The Interesting History of the Celtic Languages
January 13, 2017
The popularity of several historical fiction television shows, such as Outlander (STARZ), has revived a fascination with the Celtic languages. When hearing about Celtic, most people instantly think of Scottish Gaelic, the Celtic language spoken in Scotland. What many don’t realize is that the Celtic languages actually originated on the mainland in what is central and southern Europe today.
During the first millennium BCE, Celtic languages were spoken across much of Europe, from the Iberian Peninsula to the Black Sea and even in part of Asia Minor. Most of these native speakers were either assimilated into the Roman Empire or naturally died off. These versions of the Celtic languages are known as the Continental Celtic languages, a geographic distinction before a migration to the British Isles. Today, all the Continental Celtic languages are extinct.
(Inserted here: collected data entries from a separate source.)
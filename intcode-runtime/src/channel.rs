//! Blocking FIFO channel between machines
//!
//! Unbounded: `write` never blocks. `read` parks the caller until a value
//! arrives. There is no close; a reader with no writer waits forever.

use std::collections::VecDeque;
use std::fmt;
use std::sync::{Arc, Condvar, Mutex, MutexGuard, PoisonError};

use intcode_spec::Word;

use crate::error::PortError;
use crate::io::{InputSource, OutputSink};

#[derive(Default)]
struct Shared {
    queue: Mutex<VecDeque<Word>>,
    available: Condvar,
}

/// Cloneable handle to one shared queue
#[derive(Clone, Default)]
pub struct Channel {
    shared: Arc<Shared>,
}

impl Channel {
    pub fn new() -> Self {
        Self::default()
    }

    /// Channel pre-loaded with `values`
    pub fn with_values(values: impl IntoIterator<Item = Word>) -> Self {
        let channel = Self::new();
        for value in values {
            channel.write(value);
        }
        channel
    }

    fn queue(&self) -> MutexGuard<'_, VecDeque<Word>> {
        self.shared
            .queue
            .lock()
            .unwrap_or_else(PoisonError::into_inner)
    }

    pub fn write(&self, value: Word) {
        self.queue().push_back(value);
        self.shared.available.notify_one();
    }

    /// Blocks until a value is available
    pub fn read(&self) -> Word {
        let mut queue = self.queue();
        loop {
            if let Some(value) = queue.pop_front() {
                return value;
            }
            queue = self
                .shared
                .available
                .wait(queue)
                .unwrap_or_else(PoisonError::into_inner);
        }
    }

    pub fn try_read(&self) -> Option<Word> {
        self.queue().pop_front()
    }

    /// Remove and return everything currently queued
    pub fn drain(&self) -> Vec<Word> {
        self.queue().drain(..).collect()
    }

    pub fn len(&self) -> usize {
        self.queue().len()
    }

    pub fn is_empty(&self) -> bool {
        self.queue().is_empty()
    }

    /// Check if two handles share one queue
    pub fn same_channel(&self, other: &Channel) -> bool {
        Arc::ptr_eq(&self.shared, &other.shared)
    }
}

impl fmt::Debug for Channel {
    fn fmt(&self, f: &mut fmt::Formatter<'_>) -> fmt::Result {
        f.debug_struct("Channel").field("len", &self.len()).finish()
    }
}

impl InputSource for Channel {
    fn read(&mut self) -> Result<Word, PortError> {
        Ok(Channel::read(self))
    }
}

impl OutputSink for Channel {
    fn write(&mut self, value: Word) -> Result<(), PortError> {
        Channel::write(self, value);
        Ok(())
    }
}
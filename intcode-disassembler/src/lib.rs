//! # Intcode Disassembler
//!
//! Turn Intcode memory images into human-readable assembly.
//!
//! The same formatter backs the runtime's per-instruction trace log, so a
//! listing and a trace of the same program read identically.
//!
//! ## Example
//!
//! ```rust
//! use intcode_spec::Program;
//! use intcode_disassembler::disassemble;
//!
//! let program = Program::parse("109,1,204,-1,99").unwrap();
//! let asm = disassemble(&program);
//! assert!(asm.contains("out [rb-1]"));
//! ```

pub mod error;
pub mod decoder;
pub mod formatter;
pub mod disassembler;

pub use error::{DisassemblerError, Result};
pub use disassembler::disassemble;
pub use decoder::{decode_at, Decoded};
pub use formatter::{format, format_operand};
The Celtic languages that developed in the British Isles are known as the Insular Celtic Languages. Since these Celtic languages have gone through declines and revivals, the exact numbers of native speakers aren't exact. However, by most estimations, we can confidently say there are nearly 1 million speakers of Celtic languages in total. Welsh, spoken mainly in and around Wales, has roughly 508,000 speakers, 310,000 of which are fluent. Irish Gaelic has 80,000 proficient speakers and about 2 million people who know some of the language. Scottish Gaelic has a better ratio with 57,000 people being native speakers and 87,000 speaking some. There is also a small Scottish Gaelic community of roughly 2,300 people in Cape Brenton, Nova Scotia, Canada. In the Brittany region of France there are 226,000 speakers of Breton, another Insular Celtic language. The last two groups, Cornish and Manx, have very few speakers with Cornish coming close to extinction recently and today has only a few hundred speakers. Manx, spoken on the Isle of Mann has about 100 proficient speakers and a few thousand who understand the language.
In an effort to preserve this historic and cultural languages, many schools in the United Kingdom are offering classes in the Celtic languages. In some areas children can experience their entire education in their local and native Celtic language.